A hybrid module for a drive train of a motor vehicle includes an electrical machine, a dry friction clutch for coupling the electrical machine with the drive train, an input shaft arranged to be coupled to an internal combustion engine of the motor vehicle, and an output shaft arranged to be coupled to a vehicle transmission of the motor vehicle. The dry friction clutch is designed to lead away or secure wear debris of the dry friction clutch. The hybrid module may be arranged as a P2 hybrid module within the drive train between an internal combustion engine side of the motor vehicle and a vehicle transmission side of the motor vehicle. The dry friction clutch may be a dry multi-disk clutch.

Claims

1.-10. (canceled)

11. A hybrid module for a drive train of a motor vehicle comprising: an electrical machine; a dry friction clutch for coupling the electrical machine with the drive train, the dry friction clutch comprising an axis of rotation; an input shaft arranged to be coupled to an internal combustion engine of the motor vehicle; and an output shaft arranged to be coupled to a vehicle transmission of the motor vehicle, wherein the dry friction clutch is designed to lead away or secure wear debris of the dry friction clutch.

12. The hybrid module of claim 11 wherein the hybrid module can be arranged as a P2 hybrid module within the drive train between: an internal combustion engine side of the motor vehicle, directed towards the internal combustion engine; and a vehicle transmission side of the motor vehicle, directed towards the vehicle transmission.
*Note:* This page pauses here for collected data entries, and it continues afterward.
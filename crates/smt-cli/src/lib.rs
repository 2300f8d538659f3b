pub mod commands;
pub mod trace_init;
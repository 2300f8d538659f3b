//! Decoder defaults: score weights, search limits and model floors.
//!
//! The built-in `default_settings.toml` is used unless a binary installs its
//! own file with `init_custom` before anything calls `settings()`.

use std::sync::OnceLock;

use serde::Deserialize;

use crate::hypothesis::{LengthBias, ScoreWeights};

pub const DEFAULT_SETTINGS_TOML: &str = include_str!("default_settings.toml");

static OVERRIDE: OnceLock<Settings> = OnceLock::new();
static DEFAULTS: OnceLock<Settings> = OnceLock::new();

/// Validate `toml_content` and make it the process-wide settings.
///
/// Fails if the content is invalid or if settings were already fixed,
/// either by an earlier call or by a read through `settings()`.
pub fn init_custom(toml_content: String) -> Result<(), SettingsError> {
    let parsed = parse_settings_toml(&toml_content)?;
    if DEFAULTS.get().is_some() {
        return Err(SettingsError::AlreadyInitialized);
    }
    OVERRIDE
        .set(parsed)
        .map_err(|_| SettingsError::AlreadyInitialized)
}

/// Process-wide settings: the custom file if one was installed, otherwise
/// the embedded defaults.
pub fn settings() -> &'static Settings {
    if let Some(custom) = OVERRIDE.get() {
        return custom;
    }
    DEFAULTS.get_or_init(|| {
        parse_settings_toml(DEFAULT_SETTINGS_TOML).expect("embedded default settings must be valid")
    })
}

pub fn default_toml() -> &'static str {
    DEFAULT_SETTINGS_TOML
}

#[derive(Debug, thiserror::Error)]
pub enum SettingsError {
    #[error("TOML parse error: {0}")]
    Parse(String),
    #[error("invalid value for {field}: {reason}")]
    InvalidValue { field: String, reason: String },
    #[error("settings already initialized")]
    AlreadyInitialized,
}

#[derive(Debug, Clone, Deserialize)]
pub struct Settings {
    pub weights: ScoreWeights,
    pub search: SearchSettings,
    pub model: ModelSettings,
}

#[derive(Debug, Clone, Deserialize)]
pub struct SearchSettings {
    pub n_most_likely: usize,
    pub max_segment_len: usize,
    pub length_bias: LengthBias,
}

#[derive(Debug, Clone, Deserialize)]
pub struct ModelSettings {
    pub translation_floor: f64,
    pub unknown_word_log10_prob: f64,
}

pub fn parse_settings_toml(toml_str: &str) -> Result<Settings, SettingsError> {
    let s: Settings = toml::from_str(toml_str).map_err(|e| SettingsError::Parse(e.to_string()))?;
    validate(&s)?;
    Ok(s)
}

fn validate(s: &Settings) -> Result<(), SettingsError> {
    macro_rules! check_non_negative {
        ($section:ident . $field:ident) => {
            if !(s.$section.$field >= 0.0) {
                return Err(SettingsError::InvalidValue {
                    field: concat!(stringify!($section), ".", stringify!($field)).to_string(),
                    reason: "must be non-negative".to_string(),
                });
            }
        };
    }
    macro_rules! check_positive_usize {
        ($section:ident . $field:ident) => {
            if s.$section.$field == 0 {
                return Err(SettingsError::InvalidValue {
                    field: concat!(stringify!($section), ".", stringify!($field)).to_string(),
                    reason: "must be positive".to_string(),
                });
            }
        };
    }

    check_non_negative!(weights.lm);
    check_non_negative!(weights.translation);
    check_non_negative!(weights.length);

    check_positive_usize!(search.n_most_likely);
    check_positive_usize!(search.max_segment_len);

    let floor = s.model.translation_floor;
    if !(floor > 0.0 && floor <= 1.0) {
        return Err(SettingsError::InvalidValue {
            field: "model.translation_floor".to_string(),
            reason: "must be in (0, 1]".to_string(),
        });
    }
    if !(s.model.unknown_word_log10_prob <= 0.0) {
        return Err(SettingsError::InvalidValue {
            field: "model.unknown_word_log10_prob".to_string(),
            reason: "must be a log10 probability (<= 0)".to_string(),
        });
    }

    Ok(())
}
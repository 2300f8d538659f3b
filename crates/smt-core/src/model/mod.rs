//! Scorers consumed by the decoder.
//!
//! `LanguageModel` scores target fluency, `TranslationModel` scores a
//! (target, source, alignment) triple and proposes translations for a word.
//! Both are read-only during decoding and shared across threads.

mod arpa;
mod lexical;
mod lexical_io;
pub mod registry;

pub use arpa::NgramModel;
pub use lexical::{Distortion, LexicalModel};

use std::io;

use crate::alignment::Alignment;

/// Pseudo-word standing for "no counterpart" in translation tables.
pub const NULL_WORD: &str = "<NULL>";

/// Error type for loading and saving models.
#[derive(Debug, thiserror::Error)]
pub enum ModelError {
    #[error("IO error: {0}")]
    Io(#[from] io::Error),

    #[error("parse error at line {line}: {reason}")]
    Parse { line: usize, reason: String },

    #[error("invalid header (too short)")]
    InvalidHeader,

    #[error("invalid magic bytes (expected SMTL)")]
    InvalidMagic,

    #[error("unsupported version: {0}")]
    UnsupportedVersion(u8),

    #[error("serialization error: {0}")]
    Serialize(bincode::Error),

    #[error("deserialization error: {0}")]
    Deserialize(bincode::Error),

    #[error("unknown model kind: {0}")]
    UnknownKind(String),
}

pub trait LanguageModel: Send + Sync {
    /// Natural-log probability of `sentence` (sentence boundaries implied).
    ///
    /// Must not fail for unseen tokens: implementations back off or smooth.
    fn sentence_log_probability(&self, sentence: &[String]) -> f64;
}

pub trait TranslationModel: Send + Sync {
    /// P(source, alignment | target), in `[0, 1]`.
    fn alignment_probability(&self, target: &[String], source: &[String], alignment: &Alignment)
        -> f64;

    /// Natural log of `alignment_probability`.
    ///
    /// Implementations that can compute this without leaving log space should
    /// override it; long sentences underflow the plain product.
    fn alignment_log_probability(
        &self,
        target: &[String],
        source: &[String],
        alignment: &Alignment,
    ) -> f64 {
        self.alignment_probability(target, source, alignment).ln()
    }

    /// Up to `k` translations of `word`, most probable first.
    ///
    /// Ties are ordered by ascending token so results are reproducible.
    fn top_translations(&self, word: &str, k: usize) -> Vec<String>;

    /// Words for which this model has a translation distribution.
    fn vocabulary(&self) -> Vec<String>;
}
//! Explicit mapping from configuration strings to model loaders.
//!
//! Model kinds are resolved once at startup; an unknown kind is reported as
//! `ModelError::UnknownKind` instead of failing later during decoding.

use std::fs;
use std::path::Path;
use std::sync::Arc;

use super::{Distortion, LanguageModel, LexicalModel, ModelError, NgramModel, TranslationModel};
use crate::settings::ModelSettings;

type LanguageModelLoader = fn(&Path, &ModelSettings) -> Result<Arc<dyn LanguageModel>, ModelError>;
type TranslationModelLoader =
    fn(&Path, &ModelSettings) -> Result<Arc<dyn TranslationModel>, ModelError>;

static LANGUAGE_MODELS: &[(&str, LanguageModelLoader)] = &[("arpa", load_arpa)];

static TRANSLATION_MODELS: &[(&str, TranslationModelLoader)] = &[
    ("model1", load_model1),
    ("model2", load_model2),
    ("compiled", load_compiled),
];

/// Names accepted by `load_language_model`.
pub fn language_model_kinds() -> impl Iterator<Item = &'static str> {
    LANGUAGE_MODELS.iter().map(|&(name, _)| name)
}

/// Names accepted by `load_translation_model`.
pub fn translation_model_kinds() -> impl Iterator<Item = &'static str> {
    TRANSLATION_MODELS.iter().map(|&(name, _)| name)
}

pub fn load_language_model(
    kind: &str,
    path: &Path,
    settings: &ModelSettings,
) -> Result<Arc<dyn LanguageModel>, ModelError> {
    let loader = LANGUAGE_MODELS
        .iter()
        .find(|&&(name, _)| name == kind)
        .map(|&(_, loader)| loader)
        .ok_or_else(|| ModelError::UnknownKind(kind.to_string()))?;
    loader(path, settings)
}

pub fn load_translation_model(
    kind: &str,
    path: &Path,
    settings: &ModelSettings,
) -> Result<Arc<dyn TranslationModel>, ModelError> {
    let loader = TRANSLATION_MODELS
        .iter()
        .find(|&&(name, _)| name == kind)
        .map(|&(_, loader)| loader)
        .ok_or_else(|| ModelError::UnknownKind(kind.to_string()))?;
    loader(path, settings)
}

fn load_arpa(path: &Path, settings: &ModelSettings) -> Result<Arc<dyn LanguageModel>, ModelError> {
    Ok(Arc::new(NgramModel::open(
        path,
        settings.unknown_word_log10_prob,
    )?))
}

fn load_model1(
    path: &Path,
    settings: &ModelSettings,
) -> Result<Arc<dyn TranslationModel>, ModelError> {
    let text = fs::read_to_string(path)?;
    let model = LexicalModel::from_text(&text, Distortion::Uniform, settings.translation_floor)?
        .with_distortion(Distortion::Uniform);
    Ok(Arc::new(model))
}

fn load_model2(
    path: &Path,
    settings: &ModelSettings,
) -> Result<Arc<dyn TranslationModel>, ModelError> {
    let text = fs::read_to_string(path)?;
    let model = LexicalModel::from_text(
        &text,
        Distortion::flat_displacement(),
        settings.translation_floor,
    )?;
    Ok(Arc::new(model))
}

fn load_compiled(
    path: &Path,
    _settings: &ModelSettings,
) -> Result<Arc<dyn TranslationModel>, ModelError> {
    Ok(Arc::new(LexicalModel::open(path)?))
}
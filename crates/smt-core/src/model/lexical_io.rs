use std::fs;
use std::path::Path;

use super::lexical::{Distortion, LexicalModel, DISPLACEMENT_BUCKETS};
use super::ModelError;

const MAGIC: &[u8; 4] = b"SMTL";
const VERSION: u8 = 1;
const HEADER_SIZE: usize = 4 + 1;

/// Directive carrying displacement parameters in the text format.
const DISTORTION_DIRECTIVE: &str = "!distortion";

impl LexicalModel {
    /// Parse a text translation table.
    ///
    /// One entry per line: `given<TAB>generated<TAB>probability`. Blank lines
    /// and lines starting with `#` are skipped. An optional line
    /// `!distortion p_null p0 p1 p2 p3 p4 p5` sets displacement parameters;
    /// without it the model uses `distortion`.
    pub fn from_text(text: &str, distortion: Distortion, floor: f64) -> Result<Self, ModelError> {
        let mut model = Self::new(distortion, floor);
        for (idx, raw) in text.lines().enumerate() {
            let line_no = idx + 1;
            let line = raw.trim();
            if line.is_empty() || line.starts_with('#') {
                continue;
            }
            if let Some(rest) = line.strip_prefix(DISTORTION_DIRECTIVE) {
                model.distortion = parse_distortion(rest, line_no)?;
                continue;
            }
            let fields: Vec<&str> = line.split('\t').collect();
            if fields.len() != 3 {
                return Err(ModelError::Parse {
                    line: line_no,
                    reason: format!("expected 3 tab-separated fields, got {}", fields.len()),
                });
            }
            let probability: f64 = fields[2].trim().parse().map_err(|e| ModelError::Parse {
                line: line_no,
                reason: format!("invalid probability '{}': {e}", fields[2]),
            })?;
            if !(0.0..=1.0).contains(&probability) {
                return Err(ModelError::Parse {
                    line: line_no,
                    reason: format!("probability {probability} outside [0, 1]"),
                });
            }
            model.insert(
                fields[0].trim().to_string(),
                fields[1].trim().to_string(),
                probability,
            );
        }
        Ok(model)
    }

    /// Serialize to the compiled binary format.
    pub fn to_bytes(&self) -> Result<Vec<u8>, ModelError> {
        let body = bincode::serialize(self).map_err(ModelError::Serialize)?;
        let mut buf = Vec::with_capacity(HEADER_SIZE + body.len());
        buf.extend_from_slice(MAGIC);
        buf.push(VERSION);
        buf.extend_from_slice(&body);
        Ok(buf)
    }

    /// Parse from the compiled binary format.
    pub fn from_bytes(data: &[u8]) -> Result<Self, ModelError> {
        if data.len() < HEADER_SIZE {
            return Err(ModelError::InvalidHeader);
        }
        if &data[..4] != MAGIC {
            return Err(ModelError::InvalidMagic);
        }
        if data[4] != VERSION {
            return Err(ModelError::UnsupportedVersion(data[4]));
        }
        bincode::deserialize(&data[HEADER_SIZE..]).map_err(ModelError::Deserialize)
    }

    /// Load a compiled table from disk.
    pub fn open(path: &Path) -> Result<Self, ModelError> {
        let data = fs::read(path)?;
        Self::from_bytes(&data)
    }

    /// Save compiled binary to file.
    pub fn save(&self, path: &Path) -> Result<(), ModelError> {
        Ok(fs::write(path, self.to_bytes()?)?)
    }
}

fn parse_distortion(rest: &str, line: usize) -> Result<Distortion, ModelError> {
    let values: Vec<f64> = rest
        .split_whitespace()
        .map(|v| {
            v.parse().map_err(|e| ModelError::Parse {
                line,
                reason: format!("invalid distortion parameter '{v}': {e}"),
            })
        })
        .collect::<Result<_, _>>()?;
    let params: [f64; DISPLACEMENT_BUCKETS] =
        values.try_into().map_err(|v: Vec<f64>| ModelError::Parse {
            line,
            reason: format!(
                "expected {DISPLACEMENT_BUCKETS} distortion parameters, got {}",
                v.len()
            ),
        })?;
    Ok(Distortion::Displacement(params))
}
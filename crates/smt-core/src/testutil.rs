#![cfg(test)]

use std::collections::HashMap;

use crate::alignment::Alignment;
use crate::model::{LanguageModel, TranslationModel, NULL_WORD};

pub fn words(ws: &[&str]) -> Vec<String> {
    ws.iter().map(|w| w.to_string()).collect()
}

/// Bigram language model over `<s> w1 .. wn </s>` with a flat penalty for
/// every bigram not listed.
#[derive(Debug, Clone)]
pub struct BigramLm {
    bigrams: HashMap<(String, String), f64>,
    unseen: f64,
}

impl Default for BigramLm {
    fn default() -> Self {
        Self {
            bigrams: HashMap::new(),
            unseen: -6.0,
        }
    }
}

impl BigramLm {
    /// Natural-log probability of `word` following `prev`.
    pub fn with(mut self, prev: &str, word: &str, log_prob: f64) -> Self {
        self.bigrams
            .insert((prev.to_string(), word.to_string()), log_prob);
        self
    }

    /// Chain `<s> w1 .. wn </s>` with the given per-bigram log probability.
    pub fn with_sentence(mut self, sentence: &[&str], log_prob: f64) -> Self {
        let mut prev = "<s>";
        for &w in sentence.iter().chain(std::iter::once(&"</s>")) {
            self = self.with(prev, w, log_prob);
            prev = w;
        }
        self
    }
}

impl LanguageModel for BigramLm {
    fn sentence_log_probability(&self, sentence: &[String]) -> f64 {
        let mut prev = "<s>";
        let mut total = 0.0;
        for w in sentence.iter().map(String::as_str).chain(std::iter::once("</s>")) {
            total += self
                .bigrams
                .get(&(prev.to_string(), w.to_string()))
                .copied()
                .unwrap_or(self.unseen);
            prev = w;
        }
        total
    }
}

/// Position-free translation table t(source | target). Used as the forward
/// scorer directly; `top_translations(source)` ranks target words by the
/// same table, so it also serves as a reverse model.
#[derive(Debug, Clone)]
pub struct TableTm {
    table: HashMap<(String, String), f64>,
    floor: f64,
}

impl Default for TableTm {
    fn default() -> Self {
        Self {
            table: HashMap::new(),
            floor: 1e-4,
        }
    }
}

impl TableTm {
    pub fn with(mut self, target: &str, source: &str, p: f64) -> Self {
        self.table.insert((target.to_string(), source.to_string()), p);
        self
    }

    fn t(&self, target: &str, source: &str) -> f64 {
        self.table
            .get(&(target.to_string(), source.to_string()))
            .copied()
            .unwrap_or(self.floor)
    }
}

impl TranslationModel for TableTm {
    fn alignment_probability(
        &self,
        target: &[String],
        source: &[String],
        alignment: &Alignment,
    ) -> f64 {
        source
            .iter()
            .enumerate()
            .map(|(j, f)| {
                let e = alignment
                    .target_aligned_to(j)
                    .target()
                    .and_then(|i| target.get(i))
                    .map_or(NULL_WORD, String::as_str);
                self.t(e, f)
            })
            .product()
    }

    fn top_translations(&self, word: &str, k: usize) -> Vec<String> {
        let mut ranked: Vec<(&str, f64)> = self
            .table
            .iter()
            .filter(|((_, f), _)| f == word)
            .map(|((e, _), &p)| (e.as_str(), p))
            .collect();
        ranked.sort_by(|a, b| b.1.total_cmp(&a.1).then_with(|| a.0.cmp(b.0)));
        ranked.into_iter().take(k).map(|(e, _)| e.to_string()).collect()
    }

    fn vocabulary(&self) -> Vec<String> {
        let mut v: Vec<String> = self.table.keys().map(|(_, f)| f.clone()).collect();
        v.sort();
        v.dedup();
        v
    }
}
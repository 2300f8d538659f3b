//! Subcommand implementations for `smtdecode`.

use std::io;

use smt_core::decoder::DecodeError;
use smt_core::model::ModelError;

pub mod config_ops;
pub mod decode_ops;
pub mod model_ops;

#[derive(Debug, thiserror::Error)]
pub enum CommandError {
    #[error("IO error: {0}")]
    Io(#[from] io::Error),

    #[error("{0}")]
    Model(#[from] ModelError),

    #[error("{0}")]
    Decode(#[from] DecodeError),

    #[error("JSON error: {0}")]
    Json(#[from] serde_json::Error),

    #[error("invalid argument {name}: {reason}")]
    InvalidArgument { name: &'static str, reason: String },
}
13. The hybrid module of claim 11 wherein the dry friction clutch is a dry multi-disk clutch.

14. The hybrid module of claim 11 wherein the dry friction clutch comprises a wear debris reservoir for receiving wear debris.

15. The hybrid module of claim 14 wherein: the dry friction clutch comprises a plurality of outer disks; and the wear debris reservoir is disposed between two of the plurality of outer disks.

16. The hybrid module of claim 14 wherein: the dry friction clutch comprises an outer disk carrier; and the wear debris reservoir is arranged radially inward on the outer disk carrier.

17. The hybrid module of claim 14 wherein: the dry friction clutch comprises an outer disk carrier; and the wear debris reservoir is arranged to extend axially to a vehicle transmission side, directed towards the vehicle transmission, on the outer disk carrier.

18. The hybrid module of claim 11 wherein the dry friction clutch comprises an outer channel to lead away or secure the wear debris.

19. The hybrid module of claim 18 wherein: the dry friction clutch comprises an outer disk carrier; the outer channel penetrates the outer disk carrier substantially radially; and the hybrid module further comprises a wear debris control system to protect the electrical machine from the wear debris.

20. The hybrid module of claim 19 wherein the wear debris control system is arranged radially on an outside of the outer channel at least partially axially between the outer channel and the electrical machine.

21. The hybrid module of claim 19 wherein: the hybrid module comprises module housing; and the wear debris control system is fixed to the module housing.

22. The hybrid module of claim 21 wherein: the hybrid module further comprises an end shield; the wear debris control system is fixed to the end shield; and the end shield comprises a passage arranged such that, in an operating state of the dry friction clutch, the wear debris can be led away or secured through the outer channel and then through the passage.

23. The hybrid module of claim 11 wherein: the hybrid module further comprises a rotationally fixed end shield; and the end shield comprises a wear debris reservoir for receiving the wear debris.

24. The hybrid module of claim 11 wherein the dry friction clutch comprises an inner disk carrier with an inner channel.

25. The hybrid module of claim 24 wherein the inner channel penetrates the inner disk carrier in an essentially radial manner.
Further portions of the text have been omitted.